Tuesday, August 19, 2008

A new academic year

This week means back to school for most educators around the nation. It's not, however, back to school for the students of those educators. No, they will arrive next week, after their teachers have spent an entire week getting ready for them. Theoretically, this week is supposed to be a time whereby we in the profession re-acclimate to the pedagogical halls that have laid dormant all summer, learn the latest and greatest educational acronym emerging from the vapid halls of academia, and most importantly, meet and greet all the new incoming teachers to the campus. In practice, only the last one comes close to being a reality.

If you ask anyone in the education profession about required in-service, you're likely to get a grotesque look accompanied by a sound not unlike a dying man being forced to eat rotten meat while lying on a bed of nails in a dust storm while John Tesh plays in the background on an out of tune piano in 100 degree heat. It has been said, or at least written, that the only difference between death and in-service is the act of breathing, which means there is some dead guy some where still exchanging oxygen. In fact, there is so much pseudo-sensational, platitudinous inertia surrounding the start (and end) to any given school year that I would be willing to teach year-round just to circumvent the red-tape cutting, hoop-jumping histrionics.

It is times like this that I realize that public education is run as a business, albeit one with reactionary qualities, rather than a vocation, much less a profession. I know that the administrators on the local level are merely acting upon the trickle-down mandates of the highest, out-of-the-loop legislators in the land. We are required to teach x number of days, are required to get y hours of professional development each year, and must sit on our rears listening to highly-paid preachers of common sense and endure absurd team-building activities for z hours each year.

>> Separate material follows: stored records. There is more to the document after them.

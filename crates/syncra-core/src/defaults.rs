//! Centralized default constants for the syncra listener engine.
//!
//! **This module is the single source of truth** for all shared default
//! values. Crates should reference these constants instead of defining their
//! own magic numbers.

// =============================================================================
// LEASES
// =============================================================================

/// Interval between heartbeat refreshes for leases held by this instance.
pub const HEARTBEAT_INTERVAL_SECS: u64 = 10;

/// Age beyond which a lease's last heartbeat marks it stale and reclaimable.
///
/// Must stay well above [`HEARTBEAT_INTERVAL_SECS`]; the default keeps a 3x
/// margin to absorb network jitter and modest clock skew between instances.
pub const LEASE_STALE_SECS: u64 = 30;

// =============================================================================
// POLLING
// =============================================================================

/// Interval between reconciliation passes over owned listeners.
pub const RECONCILE_INTERVAL_SECS: u64 = 30;

/// Interval between lease-acquisition scans for unowned or stale listeners.
pub const ACQUIRE_INTERVAL_SECS: u64 = 15;

/// Delay before a failed change-feed watcher attempts to re-acquire and
/// re-subscribe.
pub const WATCH_BACKOFF_SECS: u64 = 5;

// =============================================================================
// PROCESSING
// =============================================================================

/// Number of document-processor workers draining the change-event channel.
pub const PROCESSOR_WORKERS: usize = 4;

/// Bounded capacity of the change-event channel feeding the processor pool.
pub const EVENT_QUEUE_CAPACITY: usize = 256;

/// Capacity of the broadcast channel carrying engine lifecycle events.
pub const ENGINE_EVENT_CAPACITY: usize = 128;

I imagine there is a real sense of panic among administrators in the days and/or hours leading up to the return of the teachers as to how to spend the required time in such a way as to minimize any damage and depletion to the energy and enthusiasm we teachers regenerate over the summer break.

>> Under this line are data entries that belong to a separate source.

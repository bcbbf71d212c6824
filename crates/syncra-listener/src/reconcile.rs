//! Reconciliation poller: the correctness backstop for missed change events.
//!
//! Change feeds can drop events (subscription restarts, feed gaps, writes
//! that predate a listener's lease acquisition). On a fixed interval this
//! poller scans the target collections of every listener this instance owns
//! for documents whose per-listener status never reached complete, and
//! re-drives them through the processor pool. The processor's idempotency
//! check makes this safe to run concurrently with live events for the same
//! document.

use std::sync::Arc;

use tokio::sync::mpsc;
use tokio::time::interval;
use tracing::{debug, trace, warn};

use syncra_core::models::doc_id;
use syncra_core::{ChangeEvent, Listener, OperationType};

use crate::engine::EngineContext;
use crate::processor::ProcessRequest;
use crate::watcher::WatcherSet;

pub(crate) async fn run_reconcile_loop(
    ctx: Arc<EngineContext>,
    set: Arc<WatcherSet>,
    tx: mpsc::Sender<ProcessRequest>,
) {
    let mut ticker = interval(ctx.config.reconcile_interval);
    ticker.set_missed_tick_behavior(tokio::time::MissedTickBehavior::Delay);
    loop {
        tokio::select! {
            _ = ctx.cancel.cancelled() => {
                debug!("reconciliation poller stopped");
                return;
            }
            _ = ticker.tick() => reconcile_pass(&ctx, &set, &tx).await,
        }
    }
}

async fn reconcile_pass(
    ctx: &Arc<EngineContext>,
    set: &Arc<WatcherSet>,
    tx: &mpsc::Sender<ProcessRequest>,
) {
    // The watcher set stands in for "listeners this instance leases": the two
    // diverge only inside a feed-drop backoff window, and a listener missed
    // there is reconciled one interval later.
    for listener_id in set.active_ids() {
        // Fetch fresh configuration; the listener may have changed or been
        // removed since the watcher started.
        let listener = match ctx.listeners.get(listener_id).await {
            Ok(Some(listener)) if listener.is_active => listener,
            Ok(_) => continue,
            Err(e) => {
                warn!(%listener_id, error = %e, "reconciliation: listener fetch failed");
                continue;
            }
        };

        let pending = match ctx
            .documents
            .find_pending(&listener.collection, listener_id)
            .await
        {
            Ok(pending) => pending,
            Err(e) => {
                warn!(%listener_id, collection = %listener.collection, error = %e,
                    "reconciliation: pending query failed");
                continue;
            }
        };
        if pending.is_empty() {
            continue;
        }
        debug!(%listener_id, collection = %listener.collection,
            pending = pending.len(), "reconciling incomplete documents");

        for doc in pending {
            let Some(document_id) = doc_id(&doc) else {
                trace!(%listener_id, "reconciliation: document without internal id");
                continue;
            };
            let request = ProcessRequest {
                listener: listener.clone(),
                event: synthetic_event(&listener, document_id, doc),
            };
            if tx.send(request).await.is_err() {
                return;
            }
        }
    }
}

/// Reconciliation bypasses the feed, so it synthesizes an update-shaped
/// event with no touched fields: never metadata-only, never scoped out.
fn synthetic_event(
    listener: &Listener,
    document_id: uuid::Uuid,
    doc: serde_json::Value,
) -> ChangeEvent {
    ChangeEvent {
        operation_type: OperationType::Update,
        collection: listener.collection.clone(),
        document_id,
        full_document: Some(doc),
        updated_fields: vec![],
    }
}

As a professional, I realize that meaningless, valueless in-service is just the price we pay for having time off during the summer, and it's one I'm willing to pay. Also, as a professional, I try as hard as my impatient mind will allow to squeeze as much juice from the presented pulp without giving the impression of being disinterested, much less disruptive (although I am in the minority on this.) For instance, when stumped on a nine-letter hyphenated word for drudgery in the crossword I am covertly working, I try not to make a scene when asking my neighbor for advice, opting instead to gently and quietly wake him, then whispering the clue to him. Nor do I shout out loud in acknowledgment when he whispers the words "in-service" to me. In other words, I refrain from the obstreperous, impatient, disrespectful behavior I disdain in my own students, but then again, I know that as their teacher, I thwart that disruptive, deviant behavior by delivering invigorating, enthusiastic, meaningful presentations laced with humor, wit, and cunning.

I know that if I can survive this week, I can survive another academic year with 250 adolescents . . and their parents.

7 comments:

Anonymous said...

Have a great year. I hope all the drama I keep reading about doesn't reach down onto the classrooms.

Anonymous said...

Yes, I hope we all have a great year. How's retirement bob s????

Dmac said...

Hey now- my teachers were enveloped, engrossed and entertained and inspired. Even though the pyrotechnics weren't synchronized with my data presentation, I still got an encore. Life is good in AH.

Principal-Mac

Anonymous said...

Wow, everyone is checking in today.
Hi dmac -- it's good to see you on the comment board.

Where are you now? Principal?

I'm loving SCUCISD.

Anonymous said...

http://www.ahisd.net/campuses/cambridge/admin/admin.htm

Found it -- Congratulations!!!!!

kwkorpi said...

Congrats Dmac on your new leadership position. Someday we'll all be fortunate enough to work for you.

Anonymous said...

Amen to that!!!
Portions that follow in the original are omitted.